La Urgente Urgencia de la Seguridad Publica

Si algún pendiente habrá de quedar de este sexenio, con números rojos y la mayor irritación social, será el problema de la inseguridad pública en la gama más grande a imaginar, desde la imposibilidad del ciudadano para vivir sin miedo hasta la derogación en la práctica del artículo constitucional que definía al mexicano inocente hasta probar lo contrario.
El retroceso en la materia, así como la incapacidad oficial para enfrentar los graves problemas existentes, ha sido tan grande que no hay forma lógica de describirlo. No al menos sin instalarse en el genero literario del horror.
De ahí, obvio, que el reclamo social más grande para el gobierno del Presidente Vicente Fox sea, justamente el de este ámbito.
Y, por tanto, una de las preocupaciones más severas tenga relación con la aparición en el panorama del señor exsenador, exprocurador de Chihuahua, Francisco Molina. Sus antecedentes, su manifiesta incapacidad para resolver los problemas de justicia en esa entidad, su relación con policías corruptos y asesinos, tendrían que tener a millones de mexicanos en alerta. Resulta, como en el caso de Francisco Barrio, inexplicable su vinculación con un gobierno que se pretende diferente al de sus antecesores.
Imposible tener esperanza con el responsable de las investigaciones abortadas, que nunca llevaron a establecer responsabilidades, que intencionalmente no fueron dirigidas a encontrar a los culpables de las desapariciones, violencia, crímenes de mujeres en Ciudad Juárez.
Si eso, la impunidad para los criminales y narcotraficantes, es lo que nos espera habría que pedir desde hoy perdón a quien corresponda, así sea priísta.
La incapacidad para impartir justicia, para combatir el crimen no es imputable a ningún partido político. Ahí está el ejemplo perredista de la policía auxiliar donde las denuncias de Alejandro Gertz Manero sobre malos manejos, en muchos millones de pesos, no han prosperado supuestamente por instrucciones de Cuauhtémoc Cárdenas al procurador Samuel del Villar, cuya presencia en la escena pública habrá de ser recordada por la cantidad de yerros cometida.
¿Cuántos inocentes habrá puesto detrás de las rejas, por intereses político y/o personales, por incapacidad el Procurador del Villar? Proporcionalmente no menos que cualquier otro funcionario priísta, aunque con una dosis de escándalo superior. Ahí está, como ejemplo de la incapacidad política supina, el enfrentamiento con Miguel Angel Yunes que no sólo es de principiante sino que lesiona los principios jurídicos más elementales.
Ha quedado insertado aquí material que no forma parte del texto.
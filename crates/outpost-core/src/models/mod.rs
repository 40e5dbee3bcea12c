//! Data models for Outpost

mod customer;
mod employee;
mod entity_kind;
mod mutation;
mod service_order;
mod sync_conflict;
mod tenant;
mod vehicle;

use serde::de::DeserializeOwned;
use serde::Serialize;

pub use customer::Customer;
pub use employee::Employee;
pub use entity_kind::EntityKind;
pub use mutation::{Mutation, MutationId, MutationOperation, MutationStatus};
pub use service_order::{ServiceOrder, ServiceOrderStatus};
pub use sync_conflict::SyncConflict;
pub use tenant::{TenantContext, TenantId};
pub use vehicle::Vehicle;

/// A domain object the sync engine can push and pull.
///
/// The primary id is assigned once by whichever side creates the entity and
/// is never regenerated. `updated_at` is the last-write-wins clock.
pub trait Synchronizable: Serialize + DeserializeOwned + Clone + Send + Sync + 'static {
    /// Registry entry for this type
    const KIND: EntityKind;

    fn id(&self) -> &str;

    fn tenant_id(&self) -> Option<&TenantId>;

    fn set_tenant_id(&mut self, tenant_id: TenantId);

    fn updated_at(&self) -> i64;

    fn set_updated_at(&mut self, updated_at: i64);

    fn is_deleted(&self) -> bool;

    /// Turn the entity into a tombstone
    fn set_deleted(&mut self);

    /// Bump the LWW clock to now
    fn touch(&mut self) {
        self.set_updated_at(now_millis());
    }
}

/// Current time in Unix milliseconds
pub fn now_millis() -> i64 {
    chrono::Utc::now().timestamp_millis()
}

/// Fresh UUID v7 primary id for a locally created entity
pub fn new_entity_id() -> String {
    uuid::Uuid::now_v7().to_string()
}
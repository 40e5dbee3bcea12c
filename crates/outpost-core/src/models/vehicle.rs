//! Vehicle model

use serde::{Deserialize, Serialize};

use super::{new_entity_id, now_millis, EntityKind, Synchronizable, TenantId};

/// A customer vehicle known to the shop
#[derive(Debug, Clone, PartialEq, Eq, Serialize, Deserialize)]
#[serde(rename_all = "camelCase")]
pub struct Vehicle {
    /// Primary id, shared with the remote row
    pub id: String,
    /// Owning tenant; injected from the session when absent
    #[serde(default, skip_serializing_if = "Option::is_none")]
    pub tenant_id: Option<TenantId>,
    /// License plate as printed
    pub plate: String,
    pub make: String,
    pub model: String,
    #[serde(default)]
    pub year: Option<i32>,
    /// Owning customer, if known
    #[serde(default)]
    pub customer_id: Option<String>,
    #[serde(default)]
    pub notes: Option<String>,
    /// Path of a photo on this device. Never leaves the device.
    #[serde(default, skip_serializing_if = "Option::is_none")]
    pub photo_path: Option<String>,
    /// Creation timestamp (Unix ms)
    pub created_at: i64,
    /// Last update timestamp (Unix ms), the LWW clock
    pub updated_at: i64,
    /// Soft delete flag for sync
    #[serde(default)]
    pub is_deleted: bool,
}

impl Vehicle {
    /// Create a new vehicle with a fresh id
    #[must_use]
    pub fn new(plate: impl Into<String>, make: impl Into<String>, model: impl Into<String>) -> Self {
        let now = now_millis();
        Self {
            id: new_entity_id(),
            tenant_id: None,
            plate: plate.into(),
            make: make.into(),
            model: model.into(),
            year: None,
            customer_id: None,
            notes: None,
            photo_path: None,
            created_at: now,
            updated_at: now,
            is_deleted: false,
        }
    }
}

impl Synchronizable for Vehicle {
    const KIND: EntityKind = EntityKind::Vehicle;

    fn id(&self) -> &str {
        &self.id
    }

    fn tenant_id(&self) -> Option<&TenantId> {
        self.tenant_id.as_ref()
    }

    fn set_tenant_id(&mut self, tenant_id: TenantId) {
        self.tenant_id = Some(tenant_id);
    }

    fn updated_at(&self) -> i64 {
        self.updated_at
    }

    fn set_updated_at(&mut self, updated_at: i64) {
        self.updated_at = updated_at;
    }

    fn is_deleted(&self) -> bool {
        self.is_deleted
    }

    fn set_deleted(&mut self) {
        self.is_deleted = true;
    }
}
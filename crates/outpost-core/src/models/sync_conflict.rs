//! Sync conflict model

use serde::{Deserialize, Serialize};

/// A mutation the remote store rejected for data-level reasons.
///
/// Conflicts are never retried automatically; an operator resolves them
/// outside the sync engine.
#[derive(Debug, Clone, PartialEq, Serialize, Deserialize)]
pub struct SyncConflict {
    /// Conflict row identifier
    pub id: i64,
    /// Mutation that failed to apply
    pub mutation_id: String,
    pub entity_type: String,
    pub entity_id: String,
    /// Rejection reason reported by the remote store or the local checks
    pub error: String,
    /// Snapshot that was being pushed
    pub received_payload: serde_json::Value,
    /// Creation timestamp (unix ms)
    pub timestamp: i64,
    /// Set by external tooling once an operator handled the conflict
    pub resolved: bool,
}
//! Typed column access for remote rows

use serde_json::Value;

use super::{parse_timestamp, MappingError, RemoteRow, TENANT_COLUMN};
use crate::models::TenantId;

/// Reads columns from one row of `table`, reporting field-level errors
pub struct RowReader<'a> {
    table: &'static str,
    row: &'a RemoteRow,
}

impl<'a> RowReader<'a> {
    pub const fn new(table: &'static str, row: &'a RemoteRow) -> Self {
        Self { table, row }
    }

    fn present(&self, field: &str) -> Option<&'a Value> {
        self.row.get(field).filter(|value| !value.is_null())
    }

    fn missing(&self, field: &str) -> MappingError {
        MappingError::MissingField {
            table: self.table,
            field: field.to_string(),
        }
    }

    fn invalid(&self, field: &str, reason: impl Into<String>) -> MappingError {
        MappingError::InvalidField {
            table: self.table,
            field: field.to_string(),
            reason: reason.into(),
        }
    }

    pub fn required_str(&self, field: &str) -> Result<String, MappingError> {
        self.optional_str(field)?.ok_or_else(|| self.missing(field))
    }

    pub fn optional_str(&self, field: &str) -> Result<Option<String>, MappingError> {
        match self.present(field) {
            None => Ok(None),
            Some(Value::String(text)) => Ok(Some(text.clone())),
            Some(other) => Err(self.invalid(field, format!("expected text, got {other}"))),
        }
    }

    pub fn optional_i64(&self, field: &str) -> Result<Option<i64>, MappingError> {
        match self.present(field) {
            None => Ok(None),
            Some(Value::Number(number)) => number
                .as_i64()
                .map(Some)
                .ok_or_else(|| self.invalid(field, "expected an integer")),
            Some(other) => Err(self.invalid(field, format!("expected integer, got {other}"))),
        }
    }

    pub fn optional_i32(&self, field: &str) -> Result<Option<i32>, MappingError> {
        self.optional_i64(field)?
            .map(|value| i32::try_from(value).map_err(|_| self.invalid(field, "out of range")))
            .transpose()
    }

    pub fn bool_or(&self, field: &str, default: bool) -> Result<bool, MappingError> {
        match self.present(field) {
            None => Ok(default),
            Some(Value::Bool(flag)) => Ok(*flag),
            Some(other) => Err(self.invalid(field, format!("expected boolean, got {other}"))),
        }
    }

    /// Timestamp column as Unix ms
    pub fn required_timestamp(&self, field: &str) -> Result<i64, MappingError> {
        match self.present(field) {
            None => Err(self.missing(field)),
            Some(Value::String(text)) => {
                parse_timestamp(text).ok_or_else(|| self.invalid(field, "not an RFC 3339 timestamp"))
            }
            Some(Value::Number(number)) => number
                .as_i64()
                .ok_or_else(|| self.invalid(field, "expected integer milliseconds")),
            Some(other) => Err(self.invalid(field, format!("expected timestamp, got {other}"))),
        }
    }

    pub fn tenant(&self) -> Result<Option<TenantId>, MappingError> {
        Ok(self
            .optional_str(TENANT_COLUMN)?
            .and_then(|tenant| TenantId::new(tenant).ok()))
    }
}

#[cfg(test)]
mod tests {
    use super::*;
    use serde_json::json;

    fn row(value: Value) -> RemoteRow {
        value.as_object().cloned().unwrap()
    }

    #[test]
    fn null_counts_as_missing() {
        let row = row(json!({ "name": null }));
        let reader = RowReader::new("customers", &row);
        assert_eq!(reader.optional_str("name"), Ok(None));
        assert_eq!(
            reader.required_str("name"),
            Err(MappingError::MissingField {
                table: "customers",
                field: "name".into()
            })
        );
    }

    #[test]
    fn wrong_types_are_reported() {
        let row = row(json!({ "model_year": "2019", "is_active": 1 }));
        let reader = RowReader::new("vehicles", &row);
        assert!(reader.optional_i32("model_year").is_err());
        assert!(reader.bool_or("is_active", true).is_err());
    }

    #[test]
    fn blank_tenant_reads_as_absent() {
        let row = row(json!({ "tenant_id": "  " }));
        assert_eq!(RowReader::new("vehicles", &row).tenant(), Ok(None));
    }
}
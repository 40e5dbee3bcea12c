//! Inbound apply: the one path that writes remote rows into the local store.

use rusqlite::Connection;
use serde::Serialize;

use super::SyncService;
use crate::db::{EntityStore, SqliteEntityStore};
use crate::error::Result;
use crate::mapping::{
    carry_local_only_fields, row_id, row_tenant_id, row_updated_at, to_local_document,
    MappingError, RemoteRow, ID_COLUMN,
};
use crate::models::{EntityKind, TenantContext};
use crate::remote::{ChangeKind, RemoteChange, RemoteError, RemoteStore};

/// What an inbound row did to the local store
#[derive(Debug, Clone, Copy, PartialEq, Eq, Hash, Serialize)]
#[serde(rename_all = "snake_case")]
pub enum ApplyOutcome {
    /// The local document now mirrors the remote row
    Applied,
    /// The local document was strictly newer and was left alone
    KeptNewerLocal,
    /// A remote delete removed the local document
    Removed,
    /// A remote delete named a document this device never had
    NotPresent,
    /// The row belongs to another tenant or names none
    ForeignTenant,
}

/// Inbound rows are only ours when they name the session tenant
fn is_foreign(ctx: &TenantContext, row: &RemoteRow) -> bool {
    !row_tenant_id(row).is_some_and(|tenant| ctx.owns(tenant))
}

/// Upsert a remote row unless the local copy is newer.
///
/// Runs in its own transaction so the read-compare-write for one entity
/// cannot interleave with another write to it.
pub(super) fn apply_row(
    conn: &mut Connection,
    ctx: &TenantContext,
    kind: EntityKind,
    row: &RemoteRow,
) -> Result<ApplyOutcome> {
    if is_foreign(ctx, row) {
        return Ok(ApplyOutcome::ForeignTenant);
    }
    let mut incoming = to_local_document(kind, row, ctx)?;

    let tx = conn.transaction()?;
    let outcome = {
        let store = SqliteEntityStore::new(&tx);
        match store.get(ctx.tenant_id(), kind, &incoming.entity_id)? {
            Some(existing) if existing.updated_at > incoming.updated_at => {
                ApplyOutcome::KeptNewerLocal
            }
            existing => {
                if let Some(existing) = existing {
                    carry_local_only_fields(kind, &existing.document, &mut incoming.document);
                }
                store.upsert(&incoming)?;
                ApplyOutcome::Applied
            }
        }
    };
    tx.commit()?;

    tracing::trace!(
        entity_type = %kind,
        entity_id = %incoming.entity_id,
        ?outcome,
        "Applied inbound row"
    );
    Ok(outcome)
}

/// Remove the local document a remote hard delete refers to
pub(super) fn apply_delete(
    conn: &mut Connection,
    ctx: &TenantContext,
    kind: EntityKind,
    row: &RemoteRow,
) -> Result<ApplyOutcome> {
    if is_foreign(ctx, row) {
        return Ok(ApplyOutcome::ForeignTenant);
    }
    let id = row_id(row).ok_or_else(|| MappingError::MissingField {
        table: kind.remote_table(),
        field: ID_COLUMN.to_string(),
    })?;

    let tx = conn.transaction()?;
    let outcome = {
        let store = SqliteEntityStore::new(&tx);
        match store.get(ctx.tenant_id(), kind, id)? {
            None => ApplyOutcome::NotPresent,
            Some(existing)
                if row_updated_at(row).is_some_and(|remote| existing.updated_at > remote) =>
            {
                ApplyOutcome::KeptNewerLocal
            }
            Some(_) => {
                store.remove(ctx.tenant_id(), kind, id)?;
                ApplyOutcome::Removed
            }
        }
    };
    tx.commit()?;
    Ok(outcome)
}

impl<R: RemoteStore> SyncService<R> {
    /// Apply one change-feed event to the local store
    pub async fn apply_change(
        &self,
        ctx: &TenantContext,
        change: &RemoteChange,
    ) -> Result<ApplyOutcome> {
        let kind = EntityKind::from_remote_table(&change.table)
            .ok_or_else(|| RemoteError::UnknownTable(change.table.clone()))?;

        self.with_db(|db| match change.kind {
            ChangeKind::Insert | ChangeKind::Update => {
                apply_row(db.connection_mut(), ctx, kind, &change.row)
            }
            ChangeKind::Delete => apply_delete(db.connection_mut(), ctx, kind, &change.row),
        })
        .await
    }
}
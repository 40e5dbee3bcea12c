//! Customer <-> `customers` table

use serde_json::{json, Value};

use super::{format_timestamp, FieldMapper, MappingError, RemoteRow, RowReader};
use crate::models::{Customer, EntityKind};

const TABLE: &str = EntityKind::Customer.remote_table();

impl FieldMapper for Customer {
    fn to_remote(&self) -> RemoteRow {
        let mut row = RemoteRow::new();
        row.insert("id".into(), json!(self.id));
        if let Some(tenant_id) = &self.tenant_id {
            row.insert("tenant_id".into(), json!(tenant_id.as_str()));
        }
        row.insert("name".into(), json!(self.full_name));
        row.insert("phone_number".into(), json!(self.phone));
        row.insert("email".into(), json!(self.email));
        row.insert("created_at".into(), Value::String(format_timestamp(self.created_at)));
        row.insert("updated_at".into(), Value::String(format_timestamp(self.updated_at)));
        row.insert("is_deleted".into(), json!(self.is_deleted));
        row
    }

    fn from_remote(row: &RemoteRow) -> Result<Self, MappingError> {
        let reader = RowReader::new(TABLE, row);
        Ok(Self {
            id: reader.required_str("id")?,
            tenant_id: reader.tenant()?,
            full_name: reader.required_str("name")?,
            phone: reader.optional_str("phone_number")?,
            email: reader.optional_str("email")?,
            created_at: reader.required_timestamp("created_at")?,
            updated_at: reader.required_timestamp("updated_at")?,
            is_deleted: reader.bool_or("is_deleted", false)?,
        })
    }
}
//! outpost-core - Offline-first sync engine for Outpost
//!
//! This crate contains the entity models, the local `SQLite` store with its
//! mutation log, the local <-> remote field mapping, and the sync service
//! (push, bootstrap, realtime) used by every Outpost client.

pub mod config;
pub mod db;
pub mod error;
pub mod mapping;
pub mod models;
pub mod remote;
pub mod services;

pub use config::SyncConfig;
pub use error::{Error, Result};
pub use models::{EntityKind, Mutation, MutationId, TenantContext, TenantId};
pub use services::{RealtimeListener, SyncService};
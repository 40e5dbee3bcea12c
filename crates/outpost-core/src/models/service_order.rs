//! Service order model

use serde::{Deserialize, Serialize};
use std::fmt;
use std::str::FromStr;

use super::{new_entity_id, now_millis, EntityKind, Synchronizable, TenantId};

/// Workflow position of a service order
#[derive(Debug, Clone, Copy, PartialEq, Eq, Default, Serialize, Deserialize)]
#[serde(rename_all = "snake_case")]
pub enum ServiceOrderStatus {
    #[default]
    Open,
    InProgress,
    Completed,
    Cancelled,
}

impl ServiceOrderStatus {
    pub const fn as_str(self) -> &'static str {
        match self {
            Self::Open => "open",
            Self::InProgress => "in_progress",
            Self::Completed => "completed",
            Self::Cancelled => "cancelled",
        }
    }
}

impl fmt::Display for ServiceOrderStatus {
    fn fmt(&self, f: &mut fmt::Formatter<'_>) -> fmt::Result {
        f.write_str(self.as_str())
    }
}

impl FromStr for ServiceOrderStatus {
    type Err = String;

    fn from_str(s: &str) -> Result<Self, Self::Err> {
        match s {
            "open" => Ok(Self::Open),
            "in_progress" => Ok(Self::InProgress),
            "completed" => Ok(Self::Completed),
            "cancelled" => Ok(Self::Cancelled),
            other => Err(format!("unknown service order status '{other}'")),
        }
    }
}

/// A unit of work performed on a vehicle.
///
/// `total_cents` is whatever the billing layer computed; the sync engine
/// carries it without interpreting it.
#[derive(Debug, Clone, PartialEq, Eq, Serialize, Deserialize)]
#[serde(rename_all = "camelCase")]
pub struct ServiceOrder {
    pub id: String,
    #[serde(default, skip_serializing_if = "Option::is_none")]
    pub tenant_id: Option<TenantId>,
    pub vehicle_id: String,
    #[serde(default)]
    pub customer_id: Option<String>,
    #[serde(default)]
    pub assigned_employee_id: Option<String>,
    #[serde(default)]
    pub status: ServiceOrderStatus,
    pub description: String,
    #[serde(default)]
    pub total_cents: i64,
    pub created_at: i64,
    pub updated_at: i64,
    #[serde(default)]
    pub is_deleted: bool,
}

impl ServiceOrder {
    #[must_use]
    pub fn new(vehicle_id: impl Into<String>, description: impl Into<String>) -> Self {
        let now = now_millis();
        Self {
            id: new_entity_id(),
            tenant_id: None,
            vehicle_id: vehicle_id.into(),
            customer_id: None,
            assigned_employee_id: None,
            status: ServiceOrderStatus::Open,
            description: description.into(),
            total_cents: 0,
            created_at: now,
            updated_at: now,
            is_deleted: false,
        }
    }
}

impl Synchronizable for ServiceOrder {
    const KIND: EntityKind = EntityKind::ServiceOrder;

    fn id(&self) -> &str {
        &self.id
    }

    fn tenant_id(&self) -> Option<&TenantId> {
        self.tenant_id.as_ref()
    }

    fn set_tenant_id(&mut self, tenant_id: TenantId) {
        self.tenant_id = Some(tenant_id);
    }

    fn updated_at(&self) -> i64 {
        self.updated_at
    }

    fn set_updated_at(&mut self, updated_at: i64) {
        self.updated_at = updated_at;
    }

    fn is_deleted(&self) -> bool {
        self.is_deleted
    }

    fn set_deleted(&mut self) {
        self.is_deleted = true;
    }
}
Ramón Sosamontes fue llamado como emergente a dirigir la policía auxiliar en un intento suicida de calmar los ánimos, supongo que también de ocultar lo posible de la corrupción por orden superior en esa corporación. Ha comenzado por admitir que existen “lagunas legales”, cuando tendría que haber dicho que lo que no ha habido es voluntad política.
Por su parte, la única que puede despertar alguna esperanza a futuro, José Luis Reyes, el otro asesor en la materia del Presidente Fox, ha insistido en que la pretensión, tan ambiciosa como simple, será: “un estado de derecho real, en el que las autoridades de seguridad pública sean protectoras de la sociedad y no motivos de temor para los ciudadanos”.
Aunque en su exposición de motivos, a continuación comete un error grande al asegurar que los mexicanos le exigimos a Vicente Fox que saque las manos, como mandatario en funciones, de la procuración e impartición de justicia.
No es cierto, de lo que estamos hartos es de que los poderes se responsabilicen mutuamente de sus errores, de que el Presidente de la República diga que no conoce de la materia cuando se trata de cometer injusticias, de encarcelar a inocentes, de actuar sin pruebas contra personas que simplemente no están en el ánimo del Procurador.
Eso es lo que no queremos, porque lo fácil es, ha sido durante todo este sexenio, asegurar que se le ha permitido todo a la autoridad, a los procuradores. Cuando en la práctica esto sólo ha querido decir que ha habido una indiferencia, una abdicación de sus facultades que en la práctica ha sido nefasta, que sólo nos ha llevado hasta los peores resultados.
En esto se equivoca el señor José Luis Reyes, la única posibilidad real de cambio en ese ámbito de aplicación de justicia, el único protagonista que no tiene -hasta el momento- cola que le pisen, porque lo que queremos los mexicanos es que alguien, el Presidente en especial, se responsabilice de que todo lo que está mal cambie.
Esa es la más urgente de las prioridades para el próximo gobierno.